Chillingly, the flyer goes on to exhort readers to "do a public outreach" at Burkhart's home — listing her street address — and notes that, "Lastly, please remind her that, 'God hates the hands that shed innocent blood.'"

Pockets of progressive resistance remain in Kansas, in bigger cities like Wichita and college towns like Lawrence. But despite the inspiring bravery of women like Burkhart, opposing forces back in Topeka seem to have insurmountably marshalled against them. Brownback already signed a bill in 2011 that banned abortions after 21 weeks (claiming fetuses could feel pain at that point). New bills required abortion providers to show patients detailed images of fetal development and explain the supposed "link" (deemed bogus by the National Cancer Institute) between abortion and breast cancer; got rid of an exemption allowing late-term abortions if the woman's mental health was at risk; and even officially declared that life began at conception. The latter bill was supported by freshman Republican Shanti Gandhi, a retired Topeka physician — and yes, he's the great-grandson of that Gandhi — who called the point "indisputable."
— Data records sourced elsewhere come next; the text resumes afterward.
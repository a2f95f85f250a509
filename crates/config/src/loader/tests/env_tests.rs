//! Environment override tests for the configuration loader.
//!
//! Responsibilities:
//! - Test that `HEADPLANE_*` variables overlay file values when enabled.
//! - Test that malformed overrides abort the load.
//! - Test that the merged document is validated against the full schema.

use secrecy::ExposeSecret;
use serial_test::serial;
use std::fs;
use std::path::Path;
use tempfile::TempDir;

use super::{COOKIE_SECRET, env_lock, minimal_yaml, write_config};
use crate::loader::builder::ConfigLoader;
use crate::loader::error::ConfigError;
use crate::types::Config;

const OTHER_SECRET: &str = "fedcba9876543210fedcba9876543210";

fn load_with_overrides(path: &Path) -> Result<Config, ConfigError> {
    ConfigLoader::new(path).with_env_overrides(true).load()
}

#[test]
#[serial]
fn test_env_override_keeps_sibling_fields() {
    let _lock = env_lock().lock().unwrap();
    let temp_dir = TempDir::new().unwrap();
    let path = write_config(temp_dir.path(), &minimal_yaml());

    temp_env::with_vars(
        [
            ("DOTENV_DISABLED", Some("1")),
            ("HEADPLANE_SERVER__PORT", Some("9000")),
        ],
        || {
            let config = load_with_overrides(&path).unwrap();
            assert_eq!(config.server.port, 9000);
            assert_eq!(config.server.host, "0.0.0.0");
            assert_eq!(
                config.server.cookie_secret.unwrap().expose_secret(),
                COOKIE_SECRET
            );
        },
    );
}

#[test]
#[serial]
fn test_env_override_coerces_and_normalizes() {
    let _lock = env_lock().lock().unwrap();
    let temp_dir = TempDir::new().unwrap();
    let path = write_config(temp_dir.path(), &minimal_yaml());

    temp_env::with_vars(
        [
            ("DOTENV_DISABLED", Some("1")),
            ("HEADPLANE_HEADSCALE__CONFIG_STRICT", Some("false")),
            ("HEADPLANE_HEADSCALE__URL", Some("http://headscale:8080/")),
            ("HEADPLANE_SERVER__AGENT__TTL", Some("60000")),
        ],
        || {
            let config = load_with_overrides(&path).unwrap();
            assert!(!config.headscale.config_strict);
            assert_eq!(config.headscale.url, "http://headscale:8080");
            assert_eq!(config.server.agent.ttl, 60_000);
            assert_eq!(
                config.server.agent.cache_path,
                "/var/lib/headplane/agent_cache.json"
            );
        },
    );
}

#[test]
#[serial]
fn test_root_variables_are_not_overrides() {
    let _lock = env_lock().lock().unwrap();
    let temp_dir = TempDir::new().unwrap();
    let path = write_config(temp_dir.path(), &minimal_yaml());

    temp_env::with_vars(
        [
            ("DOTENV_DISABLED", Some("1")),
            ("HEADPLANE_CONFIG_PATH", Some("/somewhere/else.yaml")),
            ("HEADPLANE_DEBUG_LOG", Some("true")),
        ],
        || {
            let config = load_with_overrides(&path).unwrap();
            assert!(!config.debug);
        },
    );
}

#[test]
#[serial]
fn test_malformed_override_aborts_load() {
    let _lock = env_lock().lock().unwrap();
    let temp_dir = TempDir::new().unwrap();
    let path = write_config(temp_dir.path(), &minimal_yaml());

    temp_env::with_vars(
        [
            ("DOTENV_DISABLED", Some("1")),
            ("HEADPLANE_SERVER__PORT", Some("not-a-port")),
            ("HEADPLANE_SERVER__HOST", Some("127.0.0.1")),
        ],
        || match load_with_overrides(&path) {
            Err(ConfigError::OverrideValidation(errors)) => {
                assert!(errors.contains_path("server.port"));
                assert_eq!(errors.len(), 1);
            }
            other => panic!("Expected OverrideValidation, got {:?}", other),
        },
    );
}

#[test]
#[serial]
fn test_unknown_nested_override_key_is_rejected() {
    let _lock = env_lock().lock().unwrap();
    let temp_dir = TempDir::new().unwrap();
    let path = write_config(temp_dir.path(), &minimal_yaml());

    temp_env::with_vars(
        [
            ("DOTENV_DISABLED", Some("1")),
            ("HEADPLANE_HEADSCALE__COLOUR", Some("blue")),
        ],
        || {
            let err = load_with_overrides(&path).unwrap_err();
            let errors = err.field_errors().expect("validation error");
            assert!(errors.contains_path("headscale.colour"));
        },
    );
}

#[test]
#[serial]
fn test_override_that_breaks_full_schema_is_rejected() {
    let _lock = env_lock().lock().unwrap();
    let temp_dir = TempDir::new().unwrap();
    let path = write_config(temp_dir.path(), &minimal_yaml());

    // A lone client id creates an `oidc` section missing its required fields.
    temp_env::with_vars(
        [
            ("DOTENV_DISABLED", Some("1")),
            ("HEADPLANE_OIDC__CLIENT_ID", Some("abc")),
        ],
        || match load_with_overrides(&path) {
            Err(ConfigError::OverrideValidation(errors)) => {
                assert!(errors.contains_path("oidc.issuer"));
                assert!(errors.contains_path("oidc.client_secret"));
            }
            other => panic!("Expected OverrideValidation, got {:?}", other),
        },
    );
}

#[test]
#[serial]
fn test_inline_secret_override_replaces_file_value() {
    let _lock = env_lock().lock().unwrap();
    let temp_dir = TempDir::new().unwrap();
    let path = write_config(temp_dir.path(), &minimal_yaml());

    temp_env::with_vars(
        [
            ("DOTENV_DISABLED", Some("1")),
            ("HEADPLANE_SERVER__COOKIE_SECRET", Some(OTHER_SECRET)),
        ],
        || {
            let config = load_with_overrides(&path).unwrap();
            assert_eq!(
                config.server.cookie_secret.unwrap().expose_secret(),
                OTHER_SECRET
            );
        },
    );
}

#[test]
#[serial]
fn test_inline_secret_override_length_is_checked() {
    let _lock = env_lock().lock().unwrap();
    let temp_dir = TempDir::new().unwrap();
    let path = write_config(temp_dir.path(), &minimal_yaml());

    temp_env::with_vars(
        [
            ("DOTENV_DISABLED", Some("1")),
            ("HEADPLANE_SERVER__COOKIE_SECRET", Some("too-short")),
        ],
        || {
            let err = load_with_overrides(&path).unwrap_err();
            assert!(matches!(err, ConfigError::OverrideValidation(_)));
        },
    );
}

#[test]
#[serial]
fn test_secret_path_override_is_resolved() {
    let _lock = env_lock().lock().unwrap();
    let temp_dir = TempDir::new().unwrap();
    let path = write_config(temp_dir.path(), &minimal_yaml());
    let secret_path = temp_dir.path().join("cookie");
    fs::write(&secret_path, OTHER_SECRET).unwrap();

    temp_env::with_vars(
        [
            ("DOTENV_DISABLED", Some("1")),
            (
                "HEADPLANE_SERVER__COOKIE_SECRET_PATH",
                Some(secret_path.to_str().unwrap()),
            ),
        ],
        || {
            let config = load_with_overrides(&path).unwrap();
            assert_eq!(
                config.server.cookie_secret.unwrap().expose_secret(),
                OTHER_SECRET
            );
            assert!(config.server.cookie_secret_path.is_none());
        },
    );
}

#[test]
#[serial]
fn test_both_sides_of_secret_pair_in_overrides_rejected() {
    let _lock = env_lock().lock().unwrap();
    let temp_dir = TempDir::new().unwrap();
    let path = write_config(temp_dir.path(), &minimal_yaml());

    temp_env::with_vars(
        [
            ("DOTENV_DISABLED", Some("1")),
            ("HEADPLANE_SERVER__COOKIE_SECRET", Some(OTHER_SECRET)),
            ("HEADPLANE_SERVER__COOKIE_SECRET_PATH", Some("/run/secrets/cookie")),
        ],
        || match load_with_overrides(&path) {
            Err(ConfigError::OverrideValidation(errors)) => {
                assert!(errors.contains_path("server.cookie_secret"));
            }
            other => panic!("Expected OverrideValidation, got {:?}", other),
        },
    );
}

#[test]
#[serial]
fn test_debug_override_is_ignored() {
    let _lock = env_lock().lock().unwrap();
    let temp_dir = TempDir::new().unwrap();
    let path = write_config(temp_dir.path(), &minimal_yaml());

    temp_env::with_vars(
        [
            ("DOTENV_DISABLED", Some("1")),
            ("HEADPLANE_DEBUG", Some("true")),
        ],
        || {
            let config = load_with_overrides(&path).unwrap();
            assert!(!config.debug);
        },
    );
}

#[test]
#[serial]
fn test_loader_from_env_reads_root_variables() {
    let _lock = env_lock().lock().unwrap();

    temp_env::with_vars(
        [
            ("HEADPLANE_CONFIG_PATH", Some("/tmp/headplane-test.yaml")),
            ("HEADPLANE_LOAD_ENV_OVERRIDES", Some("true")),
            ("HEADPLANE_DEBUG_LOG", Some("not-a-bool")),
        ],
        || {
            let loader = ConfigLoader::from_env();
            assert_eq!(
                loader.config_path(),
                std::path::Path::new("/tmp/headplane-test.yaml")
            );
            assert!(loader.env_overrides());
            assert!(!loader.debug());
        },
    );

    temp_env::with_vars_unset(
        [
            "HEADPLANE_CONFIG_PATH",
            "HEADPLANE_LOAD_ENV_OVERRIDES",
            "HEADPLANE_DEBUG_LOG",
        ],
        || {
            let loader = ConfigLoader::from_env();
            assert_eq!(
                loader.config_path(),
                std::path::Path::new("/etc/headplane/config.yaml")
            );
            assert!(!loader.env_overrides());
        },
    );
}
The Brownback revolution has not proceeded without hitches. Maintaining control of an insurrectionary movement is notoriously tricky, as is separating out the true-believing foot soldiers from the cranks and nutjobs. The antics of improperly vetted Tea Party candidates have redounded negatively on the GOP on a national level — creating an awkward tension, since the establishment also very much needs, and fears, the useful idiots making the loudest noises from the most unsavory fringes — and the same dynamic is at play in Kansas, where the Brownbackers might be wishing they'd been more careful with their previous wishes.

In the current legislative session, the House and Senate voted to rescind a 25-year-old ban on quarantining people with AIDS, and Representative Steve Brunk of Wichita introduced a bill that would require cities that put fluoride in their water to inform customers that fluoridation lowers the I.Q. of children. The latter claim, of course, is patently false, but somehow fluoride has become a source of paranoia out in the chemtrail/Alex Jones corner of the wackosphere. A group with anti-abortion ties called Wichitans Opposed to Fluoridation actually managed to pass a ballot initiative last fall that would remove fluoride from Wichita's drinking water. ("I don't trust the water, period," one voter told the Wichita Eagle. Said another, "People should be more responsible and brush their teeth.") Last year, the state legislature passed a bill preventing United Nations' Agenda 21 from being implemented in the state. Agenda 21 is a benign, two-decades-old UN resolution that called for worldwide cooperation in fighting economic disparity and protecting the environment, but has since become a black helicopter/One World Government bugaboo for Republicans like Representative Bill Otto of LeRoy, who argued during the floor debate that since JFK's assassination had clearly been committed by more than one shooter, well then, why couldn't the Agenda 21 conspiracies also be true?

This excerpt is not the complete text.